Improved team performance needs skill in handling the relational issues. A plain ol’ team-build just doesn’t cut it anymore.

PEOPLE ARE generally hired because they can do the job. Yet, when team performance suffers, we start to look at individual performance or process issues. Or, we decide to try an activity-based team-build.

More often than not, when team performance is low, it’s not because people don’t know what to do. It’s usually because they are not able to do what they know they should, and probably because somebody or something is standing in their way.

When that something standing in their way is a relational issue that could easily be resolved, then energy gets wasted managing that issue.

The importance of the quality of relationship between team members is vastly underestimated by function-oriented managers and leaders.

Entropy is an engineering term that was originally used to describe the heat that machines and engines gain – and therefore the energy they lose – while performing their main function. We take it for granted that engines will not be able to convert 100% of their input energy into output. We can probably say the same of people.

As people get to know each other, in a work or personal context, they need to spend time reviewing their expectations and making new agreements, for example. This is normal and natural, and when we do it well, we can move forward from one stage of the relationship to the next with minimal energy loss. Think of it as having enough oil in the machine.

However, when this process doesn’t happen smoothly, then we find ourselves spending more time and energy than we should negotiating the minefield of politics, dealing with conflict and misunderstanding, or other similar “soft” issues. Just as the engine overheats without oil, so our energy gets lost, or worse, stuck, in the system.

Entropy and team performance

This is entropy as it applies to team performance, and entropy of this nature causes human capital value to be lost. A team-build is not sufficient to recover that loss.
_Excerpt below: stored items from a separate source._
//! Sensor head positioning
//!
//! The range sensor rides on a hobby servo. A reading is only trusted
//! once the servo has had time to reach its commanded angle, and
//! [`HeadingActuator::is_settled`] is the single place that decides that.

pub mod heading;

pub use heading::HeadingActuator;
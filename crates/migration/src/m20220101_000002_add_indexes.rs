//! Owner lookup index. Every read/update/delete is filtered by owner,
//! so the listing table gets a dedicated index on `owner_id`.
use sea_orm_migration::prelude::*;

#[derive(DeriveMigrationName)]
pub struct Migration;

#[async_trait::async_trait]
impl MigrationTrait for Migration {
    async fn up(&self, manager: &SchemaManager) -> Result<(), DbErr> {
        manager
            .create_index(
                Index::create()
                    .name("idx_listing_owner")
                    .table(Listing::Table)
                    .col(Listing::OwnerId)
                    .to_owned(),
            )
            .await
    }

    async fn down(&self, manager: &SchemaManager) -> Result<(), DbErr> {
        manager
            .drop_index(Index::drop().name("idx_listing_owner").table(Listing::Table).to_owned())
            .await
    }
}

#[derive(DeriveIden)]
enum Listing {
    Table,
    OwnerId,
}
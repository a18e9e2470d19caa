use anyhow::anyhow;
use anyhow::Result;
use serde::Deserialize;

#[derive(Debug, Clone, Deserialize, Default)]
pub struct AppConfig {
    #[serde(default)]
    pub server: ServerConfig,
    #[serde(default)]
    pub database: DatabaseConfig,
    #[serde(default)]
    pub uploads: UploadConfig,
    #[serde(default)]
    pub image_store: ImageStoreConfig,
}

#[derive(Debug, Clone, Deserialize)]
pub struct ServerConfig {
    pub host: String,
    pub port: u16,
    #[serde(default)]
    pub worker_threads: Option<usize>,
}

impl Default for ServerConfig {
    fn default() -> Self {
        Self { host: "127.0.0.1".into(), port: 7000, worker_threads: Some(4) }
    }
}

/// Connection string plus the pool bounds handed to the SeaORM
/// `ConnectOptions` at startup.
#[derive(Debug, Clone, Deserialize)]
pub struct DatabaseConfig {
    #[serde(default)]
    pub url: String,
    #[serde(default = "default_max_connections")]
    pub max_connections: u32,
    #[serde(default = "default_min_connections")]
    pub min_connections: u32,
    #[serde(default = "default_connect_timeout")]
    pub connect_timeout_secs: u64,
    #[serde(default = "default_acquire_timeout")]
    pub acquire_timeout_secs: u64,
}

impl Default for DatabaseConfig {
    fn default() -> Self {
        Self {
            url: String::new(),
            max_connections: default_max_connections(),
            min_connections: default_min_connections(),
            connect_timeout_secs: default_connect_timeout(),
            acquire_timeout_secs: default_acquire_timeout(),
        }
    }
}

/// Bounds on multipart image payloads. The per-file cap matches the
/// transport-level limit the routes enforce while reading each part.
#[derive(Debug, Clone, Deserialize)]
pub struct UploadConfig {
    #[serde(default = "default_max_files")]
    pub max_files_per_request: usize,
    #[serde(default = "default_max_file_bytes")]
    pub max_file_bytes: usize,
}

impl Default for UploadConfig {
    fn default() -> Self {
        Self {
            max_files_per_request: default_max_files(),
            max_file_bytes: default_max_file_bytes(),
        }
    }
}

/// External image store endpoint. The URL may also come from the
/// `IMAGE_STORE_URL` environment variable.
#[derive(Debug, Clone, Deserialize)]
pub struct ImageStoreConfig {
    #[serde(default)]
    pub endpoint: String,
    #[serde(default = "default_upload_timeout")]
    pub timeout_secs: u64,
}

impl Default for ImageStoreConfig {
    fn default() -> Self {
        Self { endpoint: String::new(), timeout_secs: default_upload_timeout() }
    }
}

fn default_max_connections() -> u32 { 10 }
fn default_min_connections() -> u32 { 2 }
fn default_connect_timeout() -> u64 { 30 }
fn default_acquire_timeout() -> u64 { 30 }
fn default_max_files() -> usize { 6 }
fn default_max_file_bytes() -> usize { 5 * 1024 * 1024 }
fn default_upload_timeout() -> u64 { 30 }

pub fn load_default() -> Result<AppConfig> {
    let path = std::env::var("CONFIG_PATH").unwrap_or_else(|_| "config.toml".to_string());
    load_from_file(&path)
}

pub fn load_from_file(path: &str) -> Result<AppConfig> {
    let content = std::fs::read_to_string(path)?;
    let cfg: AppConfig = toml::from_str(&content)?;
    Ok(cfg)
}

impl AppConfig {
    pub fn load_and_validate() -> Result<Self> {
        let mut cfg = load_default()?;
        cfg.normalize_and_validate()?;
        Ok(cfg)
    }

    pub fn normalize_and_validate(&mut self) -> Result<()> {
        self.server.normalize()?;
        self.database.normalize_from_env();
        self.database.validate()?;
        self.uploads.validate()?;
        self.image_store.normalize_from_env();
        Ok(())
    }
}

impl ServerConfig {
    fn normalize(&mut self) -> Result<()> {
        if self.host.trim().is_empty() {
            self.host = "127.0.0.1".to_string();
        }
        if self.port == 0 {
            return Err(anyhow!("server.port must be in 1..=65535"));
        }
        if self.worker_threads.unwrap_or(0) == 0 {
            self.worker_threads = Some(4);
        }
        Ok(())
    }
}

impl DatabaseConfig {
    pub fn normalize_from_env(&mut self) {
        // If the TOML file carries no URL, fall back to the environment
        if self.url.trim().is_empty() {
            if let Ok(url) = std::env::var("DATABASE_URL") {
                self.url = url;
            }
        }
    }

    pub fn validate(&self) -> Result<()> {
        if self.url.trim().is_empty() {
            return Err(anyhow!("database.url is empty; set it in config.toml or via DATABASE_URL"));
        }
        let lower = self.url.to_lowercase();
        if !(lower.starts_with("postgresql://") || lower.starts_with("postgres://")) {
            return Err(anyhow!("database.url must start with postgresql:// or postgres://"));
        }
        if self.min_connections == 0 {
            return Err(anyhow!("database.min_connections must be >= 1"));
        }
        if self.max_connections < self.min_connections {
            return Err(anyhow!("database.max_connections must be >= min_connections"));
        }
        if self.connect_timeout_secs == 0 || self.acquire_timeout_secs == 0 {
            return Err(anyhow!("database timeouts must be positive seconds"));
        }
        Ok(())
    }
}

impl UploadConfig {
    pub fn validate(&self) -> Result<()> {
        if self.max_files_per_request == 0 {
            return Err(anyhow!("uploads.max_files_per_request must be >= 1"));
        }
        if self.max_file_bytes == 0 {
            return Err(anyhow!("uploads.max_file_bytes must be >= 1"));
        }
        Ok(())
    }
}

impl ImageStoreConfig {
    pub fn normalize_from_env(&mut self) {
        if self.endpoint.trim().is_empty() {
            if let Ok(url) = std::env::var("IMAGE_STORE_URL") {
                self.endpoint = url;
            }
        }
    }
}
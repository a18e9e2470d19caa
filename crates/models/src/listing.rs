use sea_orm::entity::prelude::*;
use sea_orm::FromJsonQueryResult;
use serde::{Deserialize, Serialize};

/// JSON-backed string array column. Keeps insertion order and duplicates,
/// which the `image_urls` merge semantics depend on.
#[derive(Clone, Debug, Default, PartialEq, Eq, Serialize, Deserialize, FromJsonQueryResult)]
pub struct StringList(pub Vec<String>);

impl StringList {
    pub fn len(&self) -> usize {
        self.0.len()
    }

    pub fn is_empty(&self) -> bool {
        self.0.is_empty()
    }
}

impl From<Vec<String>> for StringList {
    fn from(v: Vec<String>) -> Self {
        Self(v)
    }
}

/// A hotel listing owned by exactly one host. Wire names follow the
/// public API (camelCase, `kind` exposed as `type`).
#[derive(Clone, Debug, PartialEq, DeriveEntityModel, Serialize, Deserialize)]
#[sea_orm(table_name = "listing")]
#[serde(rename_all = "camelCase")]
pub struct Model {
    #[sea_orm(primary_key, auto_increment = false)]
    pub id: Uuid,
    pub owner_id: Uuid,
    pub name: String,
    pub city: String,
    pub country: String,
    pub description: String,
    #[serde(rename = "type")]
    pub kind: String,
    pub price_per_night: f64,
    pub facilities: StringList,
    pub image_urls: StringList,
    pub last_updated: DateTimeWithTimeZone,
}

#[derive(Copy, Clone, Debug, EnumIter, DeriveRelation)]
pub enum Relation {}

impl ActiveModelBehavior for ActiveModel {}
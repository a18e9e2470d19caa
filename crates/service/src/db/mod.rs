pub mod listing_store;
This impact of the relational factor is vastly underestimated by function-oriented managers and leaders. Often, it gets lip service in the form of a team-building exercise, which involves physical activity and out of which very little understanding develops.

Instead of a rope-climbing team-build, why not select a team process that actually teaches soft skills and gives a chance to practice them in a live learning environment?

We are not taught relational skills at school, and quite possibly our parents were not always the best role models. For the most part, people lack these, and yet we need them more and more.

In a 2013 survey of global CEOs by IBM’s Institute of Business Value (IIBV), the ability to collaborate was seen as the most important competency for future hiring in order to achieve business success in a complex environment.

In other words, becoming skilled in dealing with relational or “soft” issues is becoming critical. Rather than sending people off to business schools and then dumping them back into the system, a better approach is for them to learn these issues in their natural team – the very team in which they will be executing them.

In other words, instead of a rope-climbing team-build, why not select a team process that actually teaches soft skills and gives a chance to practice them in a live learning environment? The team can deal and dispense with real issues at the same time.

Improved relational skills frees up energy that can be spent on moving things forward. Think of it as the oil in the machine that shows up as reduced entropy and improved performance, both team performance and individual.